Your answer must consist of exactly the lines below, starting with the line with "use parking_lot::Mutex;" and going on through the line with "feeding the worker.", and nothing else.
RAW DATA Block Start
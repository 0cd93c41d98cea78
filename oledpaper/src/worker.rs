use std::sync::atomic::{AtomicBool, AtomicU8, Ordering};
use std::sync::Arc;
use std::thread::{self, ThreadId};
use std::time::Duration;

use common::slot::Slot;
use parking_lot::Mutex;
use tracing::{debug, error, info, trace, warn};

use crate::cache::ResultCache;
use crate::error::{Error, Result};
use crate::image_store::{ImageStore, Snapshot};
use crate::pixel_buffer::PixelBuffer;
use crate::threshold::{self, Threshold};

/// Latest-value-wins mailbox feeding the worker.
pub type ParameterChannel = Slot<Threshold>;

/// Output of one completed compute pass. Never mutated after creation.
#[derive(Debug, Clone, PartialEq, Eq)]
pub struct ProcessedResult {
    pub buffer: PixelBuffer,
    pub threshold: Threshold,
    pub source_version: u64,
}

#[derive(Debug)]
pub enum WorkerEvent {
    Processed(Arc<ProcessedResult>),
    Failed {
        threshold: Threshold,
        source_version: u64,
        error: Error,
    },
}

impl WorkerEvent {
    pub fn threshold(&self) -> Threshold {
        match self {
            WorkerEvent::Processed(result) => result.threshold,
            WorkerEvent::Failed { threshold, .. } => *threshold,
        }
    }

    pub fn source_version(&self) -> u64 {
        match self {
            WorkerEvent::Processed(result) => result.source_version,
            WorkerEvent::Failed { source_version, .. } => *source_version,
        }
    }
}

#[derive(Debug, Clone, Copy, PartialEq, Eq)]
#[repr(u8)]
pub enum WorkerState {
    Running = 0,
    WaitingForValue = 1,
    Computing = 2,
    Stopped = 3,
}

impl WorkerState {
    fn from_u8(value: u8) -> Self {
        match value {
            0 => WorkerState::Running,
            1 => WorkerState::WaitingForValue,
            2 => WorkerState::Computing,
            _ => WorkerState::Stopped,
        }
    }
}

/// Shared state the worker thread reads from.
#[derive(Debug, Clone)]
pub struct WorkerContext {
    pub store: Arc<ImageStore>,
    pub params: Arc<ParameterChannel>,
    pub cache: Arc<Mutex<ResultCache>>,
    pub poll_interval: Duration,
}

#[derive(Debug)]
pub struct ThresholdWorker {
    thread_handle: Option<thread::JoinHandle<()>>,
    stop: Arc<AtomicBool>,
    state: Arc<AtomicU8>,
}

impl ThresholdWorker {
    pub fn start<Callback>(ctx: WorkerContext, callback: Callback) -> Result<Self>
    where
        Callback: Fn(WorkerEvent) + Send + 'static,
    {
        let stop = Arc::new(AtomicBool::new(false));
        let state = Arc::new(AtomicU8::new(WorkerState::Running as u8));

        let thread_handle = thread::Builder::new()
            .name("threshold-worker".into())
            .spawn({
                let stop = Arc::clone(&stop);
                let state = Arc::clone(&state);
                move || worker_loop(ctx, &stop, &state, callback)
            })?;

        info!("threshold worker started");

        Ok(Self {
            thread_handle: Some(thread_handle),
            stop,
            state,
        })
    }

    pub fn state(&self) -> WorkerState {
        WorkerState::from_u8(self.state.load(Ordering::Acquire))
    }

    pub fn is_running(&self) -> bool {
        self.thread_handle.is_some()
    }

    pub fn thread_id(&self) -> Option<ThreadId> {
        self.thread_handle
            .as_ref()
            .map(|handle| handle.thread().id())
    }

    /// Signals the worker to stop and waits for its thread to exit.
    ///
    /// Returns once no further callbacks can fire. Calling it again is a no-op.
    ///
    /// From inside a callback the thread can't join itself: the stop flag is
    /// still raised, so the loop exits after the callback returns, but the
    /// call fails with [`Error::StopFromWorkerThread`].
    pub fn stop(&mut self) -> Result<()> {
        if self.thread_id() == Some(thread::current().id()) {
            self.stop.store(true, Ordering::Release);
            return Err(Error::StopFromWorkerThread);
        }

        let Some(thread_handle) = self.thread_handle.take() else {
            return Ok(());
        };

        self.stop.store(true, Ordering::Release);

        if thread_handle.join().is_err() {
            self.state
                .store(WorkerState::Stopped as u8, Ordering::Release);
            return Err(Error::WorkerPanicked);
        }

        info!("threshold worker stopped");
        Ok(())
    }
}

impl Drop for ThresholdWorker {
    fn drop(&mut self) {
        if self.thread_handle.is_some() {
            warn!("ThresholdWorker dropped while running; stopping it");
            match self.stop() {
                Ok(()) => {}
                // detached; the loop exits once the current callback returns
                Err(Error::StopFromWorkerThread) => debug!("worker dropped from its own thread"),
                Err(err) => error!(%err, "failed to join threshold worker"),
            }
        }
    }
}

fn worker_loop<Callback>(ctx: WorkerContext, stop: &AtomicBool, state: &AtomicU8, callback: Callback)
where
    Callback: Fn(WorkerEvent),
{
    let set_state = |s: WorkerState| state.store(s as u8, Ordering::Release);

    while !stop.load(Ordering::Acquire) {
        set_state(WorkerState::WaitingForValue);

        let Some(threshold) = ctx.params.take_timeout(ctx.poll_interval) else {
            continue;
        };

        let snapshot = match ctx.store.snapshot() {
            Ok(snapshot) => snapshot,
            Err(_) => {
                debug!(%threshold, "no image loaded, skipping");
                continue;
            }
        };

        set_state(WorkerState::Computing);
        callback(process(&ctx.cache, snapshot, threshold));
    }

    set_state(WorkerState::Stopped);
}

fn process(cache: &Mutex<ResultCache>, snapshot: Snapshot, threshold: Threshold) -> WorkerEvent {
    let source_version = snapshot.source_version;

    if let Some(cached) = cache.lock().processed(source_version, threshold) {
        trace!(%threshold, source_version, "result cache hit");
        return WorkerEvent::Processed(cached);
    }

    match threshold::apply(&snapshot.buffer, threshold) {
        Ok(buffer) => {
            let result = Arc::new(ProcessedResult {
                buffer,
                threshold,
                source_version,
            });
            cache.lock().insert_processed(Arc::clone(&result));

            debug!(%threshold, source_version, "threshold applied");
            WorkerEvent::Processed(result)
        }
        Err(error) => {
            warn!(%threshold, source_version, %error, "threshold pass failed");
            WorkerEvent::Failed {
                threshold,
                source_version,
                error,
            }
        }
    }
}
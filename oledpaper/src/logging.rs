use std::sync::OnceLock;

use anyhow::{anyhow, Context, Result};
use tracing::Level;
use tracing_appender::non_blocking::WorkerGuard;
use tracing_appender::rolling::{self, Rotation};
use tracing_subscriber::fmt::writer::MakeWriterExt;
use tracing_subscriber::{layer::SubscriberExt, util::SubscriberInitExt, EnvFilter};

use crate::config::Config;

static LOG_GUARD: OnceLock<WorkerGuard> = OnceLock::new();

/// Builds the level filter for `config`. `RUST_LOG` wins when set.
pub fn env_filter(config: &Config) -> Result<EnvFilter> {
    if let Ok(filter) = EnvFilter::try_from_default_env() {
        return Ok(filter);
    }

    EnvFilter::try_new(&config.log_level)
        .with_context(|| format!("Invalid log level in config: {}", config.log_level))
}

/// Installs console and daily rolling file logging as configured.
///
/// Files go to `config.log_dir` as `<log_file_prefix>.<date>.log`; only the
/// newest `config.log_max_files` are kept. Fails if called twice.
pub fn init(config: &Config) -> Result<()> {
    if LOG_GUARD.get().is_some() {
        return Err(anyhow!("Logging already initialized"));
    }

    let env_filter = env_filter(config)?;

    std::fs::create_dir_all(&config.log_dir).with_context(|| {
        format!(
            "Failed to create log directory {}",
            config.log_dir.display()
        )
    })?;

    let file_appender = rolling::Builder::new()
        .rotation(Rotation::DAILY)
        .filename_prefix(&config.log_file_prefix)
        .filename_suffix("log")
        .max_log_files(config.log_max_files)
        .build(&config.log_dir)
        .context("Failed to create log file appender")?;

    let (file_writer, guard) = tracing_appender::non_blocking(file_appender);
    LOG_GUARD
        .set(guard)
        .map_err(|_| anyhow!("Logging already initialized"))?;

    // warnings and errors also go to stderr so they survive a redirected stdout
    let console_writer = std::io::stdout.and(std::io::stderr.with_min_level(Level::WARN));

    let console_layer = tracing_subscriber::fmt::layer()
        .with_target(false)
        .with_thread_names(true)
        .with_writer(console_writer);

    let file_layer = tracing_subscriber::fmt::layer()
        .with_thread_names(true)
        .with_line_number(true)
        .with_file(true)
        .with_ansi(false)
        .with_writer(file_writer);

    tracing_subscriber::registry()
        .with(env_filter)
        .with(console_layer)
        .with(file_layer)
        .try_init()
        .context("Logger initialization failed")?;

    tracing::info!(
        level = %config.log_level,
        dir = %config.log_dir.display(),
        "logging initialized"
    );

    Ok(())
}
RAW DATA Block End
§ WRITTEN SOLUTION:
use parking_lot::Mutex;
use tracing::{debug, error, info, trace, warn};

use crate::cache::ResultCache;
use crate::error::{Error, Result};
use crate::image_store::{ImageStore, Snapshot};
use crate::pixel_buffer::PixelBuffer;
use crate::threshold::{self, Threshold};

/// Latest-value-wins mailbox feeding the worker.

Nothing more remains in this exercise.